Sep. 6th, 2007 02:58 pm![[personal profile]](https://www.dreamwidth.org/img/silk/identity/user.png)
A question, prompted by my encounter yesterday with a mad person. What is surgery to you? Is it:
a) Something that is inherently risky and painful, to be resorted to only when the likely benefits outweigh the likely harms (and almost certain pain).
b) An assault on the body's integrity and a form of charlatanism. I'll have some Noni juice and a Reiki massage, please.
c) A way to get some TLC and attention from nurses/surgeons/my family (plus, cool scars!).
d) The only way to fix a problem for good.
e) My NHS given right dammit, and I'm not leaving till I get some!
f) A totally valid career choice.
Discuss (If f, it's OK, you may go now. Here's a fresh pair of scrubs and a banana for you.)
a) Something that is inherently risky and painful, to be resorted to only when the likely benefits outweigh the likely harms (and almost certain pain).
b) An assault on the body's integrity and a form of charlatanism. I'll have some Noni juice and a Reiki massage, please.
c) A way to get some TLC and attention from nurses/surgeons/my family (plus, cool scars!).
d) The only way to fix a problem for good.
e) My NHS given right dammit, and I'm not leaving till I get some!
f) A totally valid career choice.
Discuss (If f, it's OK, you may go now. Here's a fresh pair of scrubs and a banana for you.)
no subject
Date: 2007-09-06 02:07 pm (UTC)no subject
Date: 2007-09-06 02:44 pm (UTC)(I'm not meaning to sound disingenuous. I think I have found a disconnect between my thinking and that of many laypeople. )
no subject
Date: 2007-09-06 02:50 pm (UTC)d1) in some cases, the only way to fix it.
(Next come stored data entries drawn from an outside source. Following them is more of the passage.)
//! Word assembly from fragments.
//!
//! A fragment consisting of exactly one space is the only word boundary.
//! Documents that batch several words into one show operator, or express
//! spacing through `TJ` adjustments instead of space glyphs, come out with
//! merged words.

use crate::model::{Fragment, Word};

/// Accumulates fragment text until a single-space fragment closes a word.
#[derive(Debug, Clone, Default)]
pub struct WordAssembler {
    buffer: String,
}

impl WordAssembler {
    pub fn new() -> Self {
        Self::default()
    }

    /// Feed one fragment's text. Returns the word it completes, if any.
    pub fn push(&mut self, text: &str) -> Option<Word> {
        if Fragment::is_word_break_text(text) {
            self.take_word()
        } else {
            self.buffer.push_str(text);
            None
        }
    }

    /// Feed one fragment. Returns the word it completes, if any.
    pub fn push_fragment(&mut self, fragment: &Fragment) -> Option<Word> {
        if fragment.is_word_break() {
            self.take_word()
        } else {
            self.buffer.push_str(&fragment.text);
            None
        }
    }

    fn take_word(&mut self) -> Option<Word> {
        Word::new(std::mem::take(&mut self.buffer))
    }

    /// Flush the trailing word at end of input.
    pub fn finish(self) -> Option<Word> {
        Word::new(self.buffer)
    }

    /// Assemble all words from an ordered fragment sequence.
    pub fn assemble<'a, I>(texts: I) -> Vec<Word>
    where
        I: IntoIterator<Item = &'a str>,
    {
        let mut assembler = Self::new();
        let mut words: Vec<Word> = texts
            .into_iter()
            .filter_map(|text| assembler.push(text))
            .collect();
        words.extend(assembler.finish());
        words
    }

    /// Assemble words from fragments.
    pub fn assemble_fragments(fragments: &[Fragment]) -> Vec<Word> {
        let mut assembler = Self::new();
        let mut words: Vec<Word> = fragments
            .iter()
            .filter_map(|fragment| assembler.push_fragment(fragment))
            .collect();
        words.extend(assembler.finish());
        words
    }
}

#[cfg(test)]
mod tests {
    use super::*;

    fn words(texts: &[&str]) -> Vec<String> {
        WordAssembler::assemble(texts.iter().copied())
            .into_iter()
            .map(Word::into_string)
            .collect()
    }

    #[test]
    fn test_letters_into_words() {
        assert_eq!(
            words(&["H", "e", "l", "l", "o", " ", "W", "o", "r", "l", "d"]),
            vec!["Hello", "World"]
        );
    }

    #[test]
    fn test_consecutive_spaces_produce_no_empty_words() {
        assert_eq!(words(&[" ", "a", " ", " ", "b", " "]), vec!["a", "b"]);
    }

    #[test]
    fn test_multi_char_fragments_are_not_split() {
        assert_eq!(words(&["Hello World", " ", "x"]), vec!["Hello World", "x"]);
        assert_eq!(words(&["a", "  ", "b"]), vec!["a  b"]);
    }

    #[test]
    fn test_empty_input() {
        assert!(words(&[]).is_empty());
        assert!(words(&[" "]).is_empty());
        assert!(words(&[""]).is_empty());
    }

    #[test]
    fn test_push_and_finish() {
        let mut assembler = WordAssembler::new();
        assert_eq!(assembler.push("a"), None);
        assert_eq!(assembler.push(" "), Word::new("a"));
        assert_eq!(assembler.push("b"), None);
        assert_eq!(assembler.finish(), Word::new("b"));
    }

    #[test]
    fn test_assemble_fragments_splits_on_word_breaks() {
        let fragments = [
            Fragment::new("Jane", 1),
            Fragment::new(" ", 1),
            Fragment::new("\u{00A0}", 1),
            Fragment::new("D", 2),
            Fragment::new("oe", 2),
            Fragment::new(" ", 2),
        ];
        let words: Vec<String> = WordAssembler::assemble_fragments(&fragments)
            .into_iter()
            .map(Word::into_string)
            .collect();
        assert_eq!(words, vec!["Jane", "\u{00A0}Doe"]);
    }
}
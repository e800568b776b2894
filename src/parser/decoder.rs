//! Glyph decoding: raw string operands to Unicode fragments.

use unicode_normalization::UnicodeNormalization;

use super::backend::{FontHandle, PdfBackend};
use crate::error::{Error, Result};
use crate::model::Fragment;

/// Turns string operands into [`Fragment`]s through the active font's
/// encoding.
#[derive(Debug, Clone, Copy, Default)]
pub struct GlyphDecoder {
    normalize: bool,
}

impl GlyphDecoder {
    pub fn new() -> Self {
        Self::default()
    }

    /// Apply Unicode NFC to each decoded fragment.
    pub fn with_normalization(mut self, normalize: bool) -> Self {
        self.normalize = normalize;
        self
    }

    /// Decode one string operand shown by `operator` on `page`.
    ///
    /// Without an active font no encoding can be established, so this fails
    /// with [`Error::NoActiveFont`] instead of guessing.
    pub fn decode<B: PdfBackend + ?Sized>(
        &self,
        backend: &B,
        font: Option<&FontHandle>,
        bytes: &[u8],
        operator: &str,
        page: u32,
    ) -> Result<Fragment> {
        let font = font.ok_or_else(|| Error::NoActiveFont {
            operator: operator.to_string(),
            page,
        })?;

        let text = backend.decode_text(font, bytes);
        let text = if self.normalize {
            text.nfc().collect()
        } else {
            text
        };

        Ok(Fragment::new(text, page))
    }
}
This is totally distinct from:
d2) always / necessarily the only way to fix it.
What did your mad person think?
no subject
Date: 2007-09-06 03:18 pm (UTC)On the other hand, it's never a good prognostic factor to find a person reading their chart, and the first words out of their mouth are 'it says here they're supposed to be giving me morphine in the drip every 4 hours, and they're not!' (Smart enough to work out all that, but not smart enough to see that the order is under a big heading 'to be given if required'
no subject
Date: 2007-09-06 03:55 pm (UTC)My surgery (today, as it happens!) was not something I was looking forward to, but it was a solution to a problem, in the same way as my root canal surgery will be later this year. My dentist initially tried to persuade me that I didn't want to have the nerve removed, but it's stupid and annoying to keep being in pain with it when it's pretty easy to fix this way and we've tried everything else. I wouldn't let a/ discourage me from that - yes there will be pain but there will also be anaesthetic!
I'd go with a/ and d/, with my qualifier for d/ being that surgery is the either the last resort after the other options have been tried or that it is the most efficient solution.
no subject
Date: 2007-09-06 10:48 pm (UTC)Oh god, you have no idea how hard it is to convey this to some people! It seems self evident to me, but it seems some people here 'operation' and think 'they're going to fix me'. There are definitely cases where to operate is the most sensible option. There are others where to operate causes more problems than it's like to fix. The concept of risk/benefit analysis is very difficult to convey to a subset of people.
(I have sat in a gynae clinic as a student and seen patients come in with years of pelvic pain. After being observed for long enough, most of them got a total hysterectomy plus tubes/ovaries removed. When their pain continued the gynaecological surgeons would happily say 'well I know it's not your reproductive tract, because I've taken all that out. So I'll be referring you to the gastrointestinal surgeons now.' This is the result of the 'surgery will fix pain' mindset!)
I'm beginning to wonder if this is because the health system holds 'the keys' to the surgery cupboard, which creates a heightened air of desirability. ("If the queue's this long, it's gotta be good!"). While I don't think a/ is meant to be a discourager, I think that an acknowledgement of this fact would result in much more realistic expectations).
no subject
Date: 2007-09-07 07:08 am (UTC)I can understand a patient with severe and chronic pain having this hope/mentality, and also to a lesser extent the doctors who treat them. It's simple desperation. And if a docter were to say, look, you'll be in this much pain for the rest of your life - apart from the horror for the doctor of having to say this, they would probably then also have to explain themselves to the coroner shortly afterwards... And who's to say that the next surgery won't help?!
But there's a great difference, I think, between a small number of people who really do have something serious wrong with them, and a larger number of people who *think* they have something serious wrong with them.